## WORK TASK
Identify each line below that contains the word "EventMask", and copy it out.

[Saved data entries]
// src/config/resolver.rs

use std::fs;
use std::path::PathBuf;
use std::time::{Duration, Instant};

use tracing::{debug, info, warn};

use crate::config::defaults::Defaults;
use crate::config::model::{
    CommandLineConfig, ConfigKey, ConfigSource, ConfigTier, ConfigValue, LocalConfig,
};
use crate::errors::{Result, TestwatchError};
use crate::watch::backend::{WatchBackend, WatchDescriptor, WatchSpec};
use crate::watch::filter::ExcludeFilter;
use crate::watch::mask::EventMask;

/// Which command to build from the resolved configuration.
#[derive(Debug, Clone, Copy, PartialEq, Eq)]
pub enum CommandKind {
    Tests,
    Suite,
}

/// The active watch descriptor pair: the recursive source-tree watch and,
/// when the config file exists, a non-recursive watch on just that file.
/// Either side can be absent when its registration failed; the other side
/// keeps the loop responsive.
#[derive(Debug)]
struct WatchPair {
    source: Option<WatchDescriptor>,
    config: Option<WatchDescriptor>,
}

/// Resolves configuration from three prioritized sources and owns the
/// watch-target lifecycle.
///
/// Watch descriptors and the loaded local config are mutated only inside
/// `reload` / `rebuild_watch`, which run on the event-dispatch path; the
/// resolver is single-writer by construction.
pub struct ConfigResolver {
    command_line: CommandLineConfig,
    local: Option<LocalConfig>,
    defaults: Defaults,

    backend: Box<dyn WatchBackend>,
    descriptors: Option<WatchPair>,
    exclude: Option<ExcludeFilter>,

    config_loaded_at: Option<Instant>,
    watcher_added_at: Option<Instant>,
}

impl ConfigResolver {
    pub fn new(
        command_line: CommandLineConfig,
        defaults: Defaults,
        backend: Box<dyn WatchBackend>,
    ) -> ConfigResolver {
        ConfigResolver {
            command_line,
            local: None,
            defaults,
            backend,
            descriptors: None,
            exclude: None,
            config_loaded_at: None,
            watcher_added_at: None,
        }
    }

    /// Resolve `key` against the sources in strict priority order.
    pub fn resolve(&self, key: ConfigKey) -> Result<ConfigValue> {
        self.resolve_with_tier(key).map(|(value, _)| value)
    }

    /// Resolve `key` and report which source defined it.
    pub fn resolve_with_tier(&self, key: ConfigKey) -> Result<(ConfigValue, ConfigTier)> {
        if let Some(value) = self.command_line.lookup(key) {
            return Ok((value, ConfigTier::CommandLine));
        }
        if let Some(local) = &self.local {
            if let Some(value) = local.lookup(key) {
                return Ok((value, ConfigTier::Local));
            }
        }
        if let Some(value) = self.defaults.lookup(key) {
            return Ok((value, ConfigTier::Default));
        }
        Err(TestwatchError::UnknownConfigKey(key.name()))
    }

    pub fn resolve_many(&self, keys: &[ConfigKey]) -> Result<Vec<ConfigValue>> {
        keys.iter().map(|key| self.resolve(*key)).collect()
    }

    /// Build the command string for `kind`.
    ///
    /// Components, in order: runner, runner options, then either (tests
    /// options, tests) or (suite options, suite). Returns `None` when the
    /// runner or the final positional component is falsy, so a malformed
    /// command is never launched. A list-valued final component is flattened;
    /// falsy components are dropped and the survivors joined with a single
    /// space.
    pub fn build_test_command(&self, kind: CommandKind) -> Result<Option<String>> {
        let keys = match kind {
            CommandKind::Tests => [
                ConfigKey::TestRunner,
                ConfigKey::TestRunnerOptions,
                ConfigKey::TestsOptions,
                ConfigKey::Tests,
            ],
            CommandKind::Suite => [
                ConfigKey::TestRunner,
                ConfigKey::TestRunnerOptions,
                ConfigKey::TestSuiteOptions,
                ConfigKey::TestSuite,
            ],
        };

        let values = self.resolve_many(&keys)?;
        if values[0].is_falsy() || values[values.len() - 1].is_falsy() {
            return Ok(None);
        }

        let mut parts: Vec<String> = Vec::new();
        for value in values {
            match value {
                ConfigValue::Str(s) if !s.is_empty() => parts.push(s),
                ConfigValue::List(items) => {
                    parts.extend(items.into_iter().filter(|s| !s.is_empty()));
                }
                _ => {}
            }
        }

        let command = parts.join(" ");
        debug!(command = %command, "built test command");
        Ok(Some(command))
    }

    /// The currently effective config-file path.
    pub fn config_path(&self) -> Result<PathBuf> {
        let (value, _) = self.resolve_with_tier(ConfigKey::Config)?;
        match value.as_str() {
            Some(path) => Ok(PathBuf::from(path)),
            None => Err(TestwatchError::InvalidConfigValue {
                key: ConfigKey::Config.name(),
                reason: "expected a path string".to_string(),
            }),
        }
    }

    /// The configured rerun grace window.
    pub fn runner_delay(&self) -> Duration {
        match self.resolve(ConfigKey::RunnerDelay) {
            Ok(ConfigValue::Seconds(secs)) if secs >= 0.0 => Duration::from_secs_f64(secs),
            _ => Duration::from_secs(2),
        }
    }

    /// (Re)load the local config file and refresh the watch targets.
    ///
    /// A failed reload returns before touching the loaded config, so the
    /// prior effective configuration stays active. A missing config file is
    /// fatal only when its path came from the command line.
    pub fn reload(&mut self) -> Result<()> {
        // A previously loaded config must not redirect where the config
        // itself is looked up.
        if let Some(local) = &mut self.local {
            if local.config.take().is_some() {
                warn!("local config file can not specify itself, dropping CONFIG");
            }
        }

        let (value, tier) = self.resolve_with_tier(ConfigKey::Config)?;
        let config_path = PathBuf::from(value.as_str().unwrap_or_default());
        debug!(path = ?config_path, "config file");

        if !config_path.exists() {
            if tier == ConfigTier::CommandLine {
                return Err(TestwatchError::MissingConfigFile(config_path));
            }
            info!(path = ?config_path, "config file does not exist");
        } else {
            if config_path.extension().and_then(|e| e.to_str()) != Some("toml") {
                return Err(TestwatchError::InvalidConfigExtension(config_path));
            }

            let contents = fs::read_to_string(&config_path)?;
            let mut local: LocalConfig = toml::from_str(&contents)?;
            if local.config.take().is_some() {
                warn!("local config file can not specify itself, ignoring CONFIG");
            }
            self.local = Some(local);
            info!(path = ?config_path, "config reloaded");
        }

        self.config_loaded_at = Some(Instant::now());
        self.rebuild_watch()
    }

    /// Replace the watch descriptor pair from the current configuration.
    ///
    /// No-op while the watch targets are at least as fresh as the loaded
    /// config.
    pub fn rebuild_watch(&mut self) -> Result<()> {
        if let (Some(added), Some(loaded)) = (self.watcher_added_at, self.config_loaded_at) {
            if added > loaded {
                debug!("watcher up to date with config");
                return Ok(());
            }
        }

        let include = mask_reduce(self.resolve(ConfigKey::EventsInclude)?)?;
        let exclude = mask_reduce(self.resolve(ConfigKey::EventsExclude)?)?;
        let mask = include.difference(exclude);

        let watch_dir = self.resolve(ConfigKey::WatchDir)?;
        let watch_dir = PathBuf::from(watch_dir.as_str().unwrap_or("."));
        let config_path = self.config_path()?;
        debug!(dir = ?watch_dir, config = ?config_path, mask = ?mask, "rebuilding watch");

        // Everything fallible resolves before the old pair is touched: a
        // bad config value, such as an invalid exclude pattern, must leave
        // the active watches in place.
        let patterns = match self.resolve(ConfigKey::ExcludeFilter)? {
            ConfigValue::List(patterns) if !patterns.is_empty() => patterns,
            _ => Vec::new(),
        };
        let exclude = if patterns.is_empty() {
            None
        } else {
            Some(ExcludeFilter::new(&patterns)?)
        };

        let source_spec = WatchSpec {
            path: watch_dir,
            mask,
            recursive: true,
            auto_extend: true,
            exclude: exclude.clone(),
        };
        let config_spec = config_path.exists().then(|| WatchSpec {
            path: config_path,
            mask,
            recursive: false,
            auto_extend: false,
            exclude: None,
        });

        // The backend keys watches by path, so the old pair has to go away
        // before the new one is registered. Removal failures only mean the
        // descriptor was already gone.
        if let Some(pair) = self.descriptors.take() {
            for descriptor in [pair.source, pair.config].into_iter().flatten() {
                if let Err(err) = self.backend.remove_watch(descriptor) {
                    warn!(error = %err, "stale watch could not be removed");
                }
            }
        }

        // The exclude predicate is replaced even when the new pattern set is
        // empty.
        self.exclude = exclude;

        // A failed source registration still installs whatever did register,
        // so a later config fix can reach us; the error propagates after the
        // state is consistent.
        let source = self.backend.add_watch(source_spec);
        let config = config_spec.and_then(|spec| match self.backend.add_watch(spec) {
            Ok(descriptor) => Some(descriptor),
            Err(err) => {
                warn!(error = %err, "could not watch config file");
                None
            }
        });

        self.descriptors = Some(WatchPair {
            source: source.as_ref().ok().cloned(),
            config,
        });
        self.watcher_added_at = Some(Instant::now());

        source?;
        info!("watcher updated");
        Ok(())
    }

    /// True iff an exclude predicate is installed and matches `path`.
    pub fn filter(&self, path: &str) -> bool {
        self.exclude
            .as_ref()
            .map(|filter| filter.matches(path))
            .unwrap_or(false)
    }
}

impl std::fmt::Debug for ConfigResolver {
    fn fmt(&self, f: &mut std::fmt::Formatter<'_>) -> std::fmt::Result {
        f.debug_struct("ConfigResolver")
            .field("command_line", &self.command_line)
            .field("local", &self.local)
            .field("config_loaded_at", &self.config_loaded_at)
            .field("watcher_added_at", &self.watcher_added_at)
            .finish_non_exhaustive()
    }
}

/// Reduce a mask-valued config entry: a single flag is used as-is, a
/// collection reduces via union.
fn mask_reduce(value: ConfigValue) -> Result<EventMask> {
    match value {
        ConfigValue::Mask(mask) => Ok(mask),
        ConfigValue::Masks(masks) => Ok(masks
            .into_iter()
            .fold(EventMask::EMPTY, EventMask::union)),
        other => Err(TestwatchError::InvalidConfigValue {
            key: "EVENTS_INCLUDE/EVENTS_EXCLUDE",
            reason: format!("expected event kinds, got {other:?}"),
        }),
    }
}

## RESPONSE TO THIS EXERCISE
use crate::watch::mask::EventMask;
fn mask_reduce(value: ConfigValue) -> Result<EventMask> {
            .fold(EventMask::EMPTY, EventMask::union)),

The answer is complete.